Lunga ben 105 metri, larga fino a 11 metri e alta fino a 5 metri nella parte centrale, la barriera (o antemurale) è un’imponente struttura di forma trapezoidale, che emerge dalla costa meridionale dell’insenatura e curva verso ovest. È stata realizzata per proteggere la baia a sud con una poderosa gettata di pietrame sciolto, proprio con la stessa tecnica di costruzione delle infrastrutture portuali utilizzata anche a Torre San Gregorio di Patù, Cala Padovano a Mola di Bari e in altre insenature della costa ionica.
Per la sua attuale posizione, che risulta completamente sommersa dal mare, la barriera costituisce anche una delle tante testimonianze archeologiche che ti permetteranno di scoprire le trasformazioni delle coste pugliesi nell’Itinerario “Paesaggi che cambiano”.

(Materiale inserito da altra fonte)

use std::collections::BTreeSet;

use serde::{Deserialize, Serialize};

use crate::model::Record;

/// `friends` must stay symmetric: b in friends(a) implies a in friends(b)
#[derive(Debug, Clone, Default, PartialEq, Eq, Serialize, Deserialize)]
pub struct User {
    #[serde(rename = "_id", default, skip_serializing_if = "Option::is_none")]
    pub id: Option<String>,
    pub email: String,
    #[serde(default)]
    pub password_hash: String,
    #[serde(default)]
    pub friends: BTreeSet<String>,
    #[serde(default)]
    pub version: i64,
}

impl User {
    pub fn new(email: impl Into<String>, password_hash: impl Into<String>) -> Self {
        Self {
            email: email.into(),
            password_hash: password_hash.into(),
            ..Default::default()
        }
    }

    pub fn with_id(mut self, id: impl Into<String>) -> Self {
        self.id = Some(id.into());
        self
    }

    pub fn is_friend(&self, user_id: &str) -> bool {
        self.friends.contains(user_id)
    }
}

impl Record for User {
    const COLLECTION: &'static str = "users";
}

Tutta la baia, inoltre, sia sul promontorio che nel tratto di mare antistante, è ancora ricca di testimonianze del passato: il promontorio, sito a circa 12 km a sud-est di Taranto e delimitato dalle due insenature di Porto Perone e Porto Saturo, corrisponde all’antica Satyrion, dove si narra che giunse Falanto, il mitico eroe in fuga da Sparta e fondatore della colonia greca di Taranto per volere dell’Oracolo di Delfi.
Sappiamo, infatti, che nell’VIII-VII sec. a.C. nell’area si insediarono dei popoli provenienti dalla Grecia, ma i dati archeologici dimostrano che il promontorio era abitato già nell’età del Bronzo, cioè tra il 3500 a.C. e il 1200 a.C. circa.
Proseguendo l’esplorazione dei fondali di Saturo lungo la barriera frangiflutti, inoltre, potrai imbatterti nel Relitto dei laterizi, mentre sulla costa potrai visitare anche il Parco Archeologico, che custodisce i resti dell’importante villa marittima a cui l’approdo era legato ma anche dei due santuari che raccontano la funzione sacra svolta da questo sito nell’antichità, allo stesso modo di altri suggestivi luoghi che protrai scoprire esplorando l’Itinerario “Il Mare e il Sacro”.